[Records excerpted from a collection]
···

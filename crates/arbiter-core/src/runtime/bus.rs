// crates/arbiter-core/src/runtime/bus.rs
// ============================================================================
// Module: Arbiter Event Bus
// Description: In-process topic pub/sub with bounded per-subscriber queues.
// Purpose: Fan pipeline events out to the trigger engine and SSE clients.
// Dependencies: tokio, crate::core::events
// ============================================================================

//! ## Overview
//! The event bus delivers published events to every subscriber of the topic,
//! at most once each, in publish order. Each subscriber owns a bounded queue;
//! when it is full the oldest queued event is dropped and the subscriber's
//! drop counter is incremented, so publishers never block beyond the enqueue.
//! Invariants:
//! - Delivery per subscriber preserves publish order within a topic.
//! - A closed subscription receives nothing and is pruned on the next publish.

// ============================================================================
// SECTION: Imports
// ============================================================================

use std::collections::VecDeque;
use std::sync::Arc;
use std::sync::Mutex;
use std::sync::MutexGuard;
use std::sync::PoisonError;
use std::sync::atomic::AtomicBool;
use std::sync::atomic::AtomicU64;
use std::sync::atomic::Ordering;

use serde_json::Value;
use tokio::sync::Notify;

use crate::core::events::BusEvent;
use crate::core::events::Topic;

// ============================================================================
// SECTION: Defaults
// ============================================================================

/// Default bound on each subscriber's queue.
pub const DEFAULT_CHANNEL_CAPACITY: usize = 256;

// ============================================================================
// SECTION: Event Bus
// ============================================================================

/// In-process topic-keyed publish/subscribe hub.
#[derive(Clone)]
pub struct EventBus {
    /// Shared bus state.
    inner: Arc<BusInner>,
}

/// Shared state behind an event bus handle.
struct BusInner {
    /// Bound applied to each subscriber queue.
    capacity: usize,
    /// Registered subscribers.
    subscribers: Mutex<Vec<Arc<SubscriberInner>>>,
    /// Total events dropped across all subscribers.
    dropped_total: AtomicU64,
}

/// Per-subscriber delivery state.
struct SubscriberInner {
    /// Topics the subscriber receives.
    topics: Vec<Topic>,
    /// Bounded event queue in arrival order.
    queue: Mutex<VecDeque<BusEvent>>,
    /// Wakeup signal for pending receivers.
    notify: Notify,
    /// Events dropped due to overflow.
    dropped: AtomicU64,
    /// Whether the subscription was closed.
    closed: AtomicBool,
}

impl Default for EventBus {
    fn default() -> Self {
        Self::new(DEFAULT_CHANNEL_CAPACITY)
    }
}

impl EventBus {
    /// Creates a bus with the given per-subscriber queue capacity.
    #[must_use]
    pub fn new(capacity: usize) -> Self {
        Self {
            inner: Arc::new(BusInner {
                capacity: capacity.max(1),
                subscribers: Mutex::new(Vec::new()),
                dropped_total: AtomicU64::new(0),
            }),
        }
    }

    /// Publishes a payload on a topic with empty provenance.
    pub fn publish(&self, topic: Topic, payload: Value) {
        self.publish_event(BusEvent::new(topic, payload));
    }

    /// Publishes a full event envelope.
    pub fn publish_event(&self, event: BusEvent) {
        let mut subscribers = lock_unpoisoned(&self.inner.subscribers);
        subscribers.retain(|subscriber| !subscriber.closed.load(Ordering::SeqCst));
        for subscriber in subscribers.iter() {
            if !subscriber.topics.contains(&event.topic) {
                continue;
            }
            let mut queue = lock_unpoisoned(&subscriber.queue);
            if queue.len() >= self.inner.capacity {
                queue.pop_front();
                subscriber.dropped.fetch_add(1, Ordering::SeqCst);
                self.inner.dropped_total.fetch_add(1, Ordering::SeqCst);
            }
            queue.push_back(event.clone());
            drop(queue);
            subscriber.notify.notify_one();
        }
    }

    /// Subscribes to a set of topics.
    #[must_use]
    pub fn subscribe(&self, topics: &[Topic]) -> Subscription {
        let subscriber = Arc::new(SubscriberInner {
            topics: topics.to_vec(),
            queue: Mutex::new(VecDeque::new()),
            notify: Notify::new(),
            dropped: AtomicU64::new(0),
            closed: AtomicBool::new(false),
        });
        lock_unpoisoned(&self.inner.subscribers).push(Arc::clone(&subscriber));
        Subscription {
            inner: subscriber,
        }
    }

    /// Subscribes to every defined topic.
    #[must_use]
    pub fn subscribe_all(&self) -> Subscription {
        self.subscribe(&Topic::ALL)
    }

    /// Returns the number of live subscribers.
    #[must_use]
    pub fn subscriber_count(&self) -> usize {
        let mut subscribers = lock_unpoisoned(&self.inner.subscribers);
        subscribers.retain(|subscriber| !subscriber.closed.load(Ordering::SeqCst));
        subscribers.len()
    }

    /// Returns the total events dropped across all subscribers.
    #[must_use]
    pub fn dropped_total(&self) -> u64 {
        self.inner.dropped_total.load(Ordering::SeqCst)
    }
}

// ============================================================================
// SECTION: Subscription
// ============================================================================

/// Receiving side of a bus subscription.
pub struct Subscription {
    /// Shared per-subscriber state.
    inner: Arc<SubscriberInner>,
}

impl Subscription {
    /// Receives the next event, waiting until one arrives.
    ///
    /// Returns `None` after [`Subscription::close`].
    pub async fn recv(&self) -> Option<BusEvent> {
        loop {
            if let Some(event) = self.try_recv() {
                return Some(event);
            }
            if self.inner.closed.load(Ordering::SeqCst) {
                return None;
            }
            self.inner.notify.notified().await;
        }
    }

    /// Pops the next queued event without waiting.
    #[must_use]
    pub fn try_recv(&self) -> Option<BusEvent> {
        lock_unpoisoned(&self.inner.queue).pop_front()
    }

    /// Returns the number of events dropped for this subscriber.
    #[must_use]
    pub fn dropped(&self) -> u64 {
        self.inner.dropped.load(Ordering::SeqCst)
    }

    /// Closes the subscription; queued events are discarded.
    pub fn close(&self) {
        self.inner.closed.store(true, Ordering::SeqCst);
        lock_unpoisoned(&self.inner.queue).clear();
        self.inner.notify.notify_one();
    }
}

impl Drop for Subscription {
    fn drop(&mut self) {
        self.close();
    }
}

/// Locks a mutex, recovering the inner state if a holder panicked.
fn lock_unpoisoned<G>(mutex: &Mutex<G>) -> MutexGuard<'_, G> {
    mutex.lock().unwrap_or_else(PoisonError::into_inner)
}

// ============================================================================
// SECTION: Tests
// ============================================================================

#[cfg(test)]
mod tests {
    #![allow(
        clippy::panic,
        clippy::unwrap_used,
        clippy::expect_used,
        reason = "Test-only panic-based assertions are permitted."
    )]

    use serde_json::json;

    use super::EventBus;
    use crate::core::events::Topic;

    #[tokio::test]
    async fn subscribers_receive_in_publish_order() {
        let bus = EventBus::new(16);
        let subscription = bus.subscribe(&[Topic::Judgment]);
        bus.publish(Topic::Judgment, json!({"seq": 1}));
        bus.publish(Topic::Judgment, json!({"seq": 2}));
        bus.publish(Topic::Judgment, json!({"seq": 3}));
        for expected in 1..=3 {
            let event = subscription.recv().await.expect("event");
            assert_eq!(event.payload["seq"], expected);
        }
    }

    #[tokio::test]
    async fn topics_are_filtered_per_subscription() {
        let bus = EventBus::new(16);
        let judgments = bus.subscribe(&[Topic::Judgment]);
        let blocks = bus.subscribe(&[Topic::Block]);
        bus.publish(Topic::Judgment, json!({"kind": "judgment"}));
        bus.publish(Topic::Block, json!({"kind": "block"}));
        assert_eq!(judgments.recv().await.expect("judgment").topic, Topic::Judgment);
        assert_eq!(blocks.recv().await.expect("block").topic, Topic::Block);
        assert!(judgments.try_recv().is_none());
    }

    #[tokio::test]
    async fn overflow_drops_oldest_and_counts() {
        let bus = EventBus::new(2);
        let subscription = bus.subscribe(&[Topic::Alert]);
        bus.publish(Topic::Alert, json!({"seq": 1}));
        bus.publish(Topic::Alert, json!({"seq": 2}));
        bus.publish(Topic::Alert, json!({"seq": 3}));
        assert_eq!(subscription.dropped(), 1);
        assert_eq!(bus.dropped_total(), 1);
        let first = subscription.recv().await.expect("event");
        assert_eq!(first.payload["seq"], 2, "oldest event should be dropped");
    }

    #[tokio::test]
    async fn closed_subscriptions_are_pruned() {
        let bus = EventBus::new(16);
        let subscription = bus.subscribe(&[Topic::Judgment]);
        assert_eq!(bus.subscriber_count(), 1);
        subscription.close();
        bus.publish(Topic::Judgment, json!({}));
        assert_eq!(bus.subscriber_count(), 0);
        assert!(subscription.recv().await.is_none());
    }
}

···

● Action item: Return word for word the lines above from the line with "async fn overflow_drops_oldest_and_counts()" to the line with "async fn closed_subscriptions_are_pruned()", including both and leaving out all others.

● Task result:
    async fn overflow_drops_oldest_and_counts() {
        let bus = EventBus::new(2);
        let subscription = bus.subscribe(&[Topic::Alert]);
        bus.publish(Topic::Alert, json!({"seq": 1}));
        bus.publish(Topic::Alert, json!({"seq": 2}));
        bus.publish(Topic::Alert, json!({"seq": 3}));
        assert_eq!(subscription.dropped(), 1);
        assert_eq!(bus.dropped_total(), 1);
        let first = subscription.recv().await.expect("event");
        assert_eq!(first.payload["seq"], 2, "oldest event should be dropped");
    }

    #[tokio::test]
    async fn closed_subscriptions_are_pruned() {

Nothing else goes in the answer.